= ESDS Qualidata =

ESDS Qualidata is a specialist service of the Economic and Social Data Service (ESDS), led by the UK Data Archive at the University of Essex, jointly funded by the Joint Information Systems Committee (JISC) and the Economic and Social Research Council (ESRC). The service provides access to a wide range of qualitative data from the social sciences as well as user-support, promoting the increased use of secondary analysis in social research and related learning and teaching resources.
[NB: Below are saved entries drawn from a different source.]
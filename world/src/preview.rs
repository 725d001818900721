//! Transient placement candidates.

use std::sync::Arc;

use gaius_core::{Anchor, Appearance, Coordinate, TileMeta, VisualId};

/// Height at which placeholders hover above the grid plane.
const ANCHOR_HEIGHT: f32 = 1.0;

/// Placement candidate bound to a catalog entry and its placeholder visual.
///
/// A preview is never mutated into a committed cell; placing it hands the
/// placeholder over to the cell as its occupant and the preview is dropped.
#[derive(Clone, Debug, PartialEq)]
pub struct PlacementPreview {
    meta: Arc<TileMeta>,
    visual: VisualId,
    valid: bool,
}

impl PlacementPreview {
    /// Creates a preview that starts out valid.
    #[must_use]
    pub fn new(meta: Arc<TileMeta>, visual: VisualId) -> Self {
        Self {
            meta,
            visual,
            valid: true,
        }
    }

    /// Catalog entry proposed for placement.
    #[must_use]
    pub fn meta(&self) -> &Arc<TileMeta> {
        &self.meta
    }

    /// Placeholder representing the candidate.
    #[must_use]
    pub const fn visual(&self) -> VisualId {
        self.visual
    }

    /// Whether the candidate fits the location it was last checked against.
    #[must_use]
    pub const fn is_valid(&self) -> bool {
        self.valid
    }

    /// Records the outcome of the latest placement check.
    pub fn set_valid(&mut self, valid: bool) {
        self.valid = valid;
    }

    /// Rendering mode matching the validity flag.
    #[must_use]
    pub const fn appearance(&self) -> Appearance {
        if self.valid {
            Appearance::Preview
        } else {
            Appearance::Invalid
        }
    }

    /// World-space anchor of the placeholder when attached to `cell`.
    ///
    /// Even extents shift the anchor by half a cell towards negative so that
    /// multi-cell buildings line up with the centered selection.
    #[must_use]
    pub fn anchor_at(&self, cell: Coordinate) -> Anchor {
        let size = self.meta.size;
        let extra_x = if size.is_x_even() { -0.5 } else { 0.0 };
        let extra_z = if size.is_z_even() { -0.5 } else { 0.0 };
        Anchor::new(
            cell.x() as f32 + extra_x,
            ANCHOR_HEIGHT,
            cell.z() as f32 + extra_z,
        )
    }
}
#![deny(
    unsafe_code,
    missing_docs,
    dead_code,
    unused_results,
    non_snake_case,
    unreachable_pub
)]

//! Pure builder system that turns per-tick pointer and hotkey input into world commands.

use std::collections::BTreeMap;

use gaius_core::{Command, Coordinate, LookupError, MetaProvider};
use serde::{Deserialize, Serialize};
use tracing::warn;

/// Keys the host forwards to pick a preview tile.
#[derive(Clone, Copy, Debug, PartialEq, Eq, Hash, PartialOrd, Ord, Serialize, Deserialize)]
pub enum Hotkey {
    /// The `Z` key.
    Z,
    /// The `X` key.
    X,
    /// The `C` key.
    C,
    /// The `V` key.
    V,
}

/// Input snapshot distilled from adapter-provided frame input data.
#[derive(Clone, Copy, Debug, Default, PartialEq, Eq)]
pub struct BuilderInput {
    /// Cell resolved under the pointer, if any.
    pub cursor_cell: Option<Coordinate>,
    /// Indicates whether the player pressed the primary action on this frame.
    pub confirm_action: bool,
    /// Preview hotkey pressed on this frame.
    pub hotkey: Option<Hotkey>,
}

impl BuilderInput {
    /// Creates a new input descriptor with explicit field values.
    #[must_use]
    pub const fn new(
        cursor_cell: Option<Coordinate>,
        confirm_action: bool,
        hotkey: Option<Hotkey>,
    ) -> Self {
        Self {
            cursor_cell,
            confirm_action,
            hotkey,
        }
    }
}

/// Builder system that maps hotkeys to catalog entries and forwards pointer interaction.
#[derive(Debug, Clone)]
pub struct Builder {
    bindings: BTreeMap<Hotkey, String>,
}

impl Default for Builder {
    fn default() -> Self {
        Self::new()
            .with_binding(Hotkey::Z, "HOUSE")
            .with_binding(Hotkey::X, "WATER_SOURCE")
    }
}

impl Builder {
    /// Creates a builder without hotkey bindings.
    #[must_use]
    pub const fn new() -> Self {
        Self {
            bindings: BTreeMap::new(),
        }
    }

    /// Returns the builder with `hotkey` bound to the catalog entry `meta_id`.
    #[must_use]
    pub fn with_binding(mut self, hotkey: Hotkey, meta_id: impl Into<String>) -> Self {
        let _ = self.bindings.insert(hotkey, meta_id.into());
        self
    }

    /// Catalog entry bound to `hotkey`.
    #[must_use]
    pub fn binding(&self, hotkey: Hotkey) -> Option<&str> {
        self.bindings.get(&hotkey).map(String::as_str)
    }

    /// Translates one tick of input into world commands.
    ///
    /// A bound hotkey emits [`Command::SetPreviewTile`] ahead of the tick's
    /// [`Command::Interact`]. When the bound entry cannot be resolved no
    /// preview command is emitted, the interaction is still queued, and the
    /// lookup failure is returned so the caller never places an unresolved
    /// entry.
    pub fn handle<P>(
        &mut self,
        input: BuilderInput,
        provider: &P,
        out: &mut Vec<Command>,
    ) -> Result<(), LookupError>
    where
        P: MetaProvider + ?Sized,
    {
        let mut outcome = Ok(());

        if let Some(meta_id) = input.hotkey.and_then(|hotkey| self.binding(hotkey)) {
            match provider.lookup(meta_id) {
                Ok(meta) => out.push(Command::SetPreviewTile { meta }),
                Err(error) => {
                    warn!(%error, "preview hotkey ignored");
                    outcome = Err(error);
                }
            }
        }

        out.push(Command::Interact {
            hit: input.cursor_cell,
            confirm: input.confirm_action,
        });

        outcome
    }
}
In July 2012, the ESRC announced it will become a partner in the UK Data Service, to be established as of October 1, 2012.

==Data==
The data acquired by ESDS Qualidata are part of contemporary qualitative research across a wide range of social science disciplines and are derived from a varied spectrum of methodological approaches, such as: in-depth, semi-structured and structured interviews, focus groups, fieldnotes, observations, personal documents, photographs and audio. The majority of acquired data can be searched and downloaded through an online catalogue.

The selection of data considers each study's relative importance, the particular format, the degree of usability and condition of the materials on offer, the re-use potential and issues of copyright and confidentiality.

The service also provides access to some of the classic studies of British society including:

- Family Life of Old People (1955), The Last Refuge (1959) and Poverty in the UK (1979) by Peter Townsend
- The Edwardians (1975) by Paul Thompson
- Stanley Cohen's Folk Devils and Moral Panics (1967)
- The Affluent Worker (1962) by John H. Goldthorpe et al.

Access to the data is reliant upon the UK Access Management Federation for Education and Research (supported by the Shibboleth (Internet2) software) and is free of charge.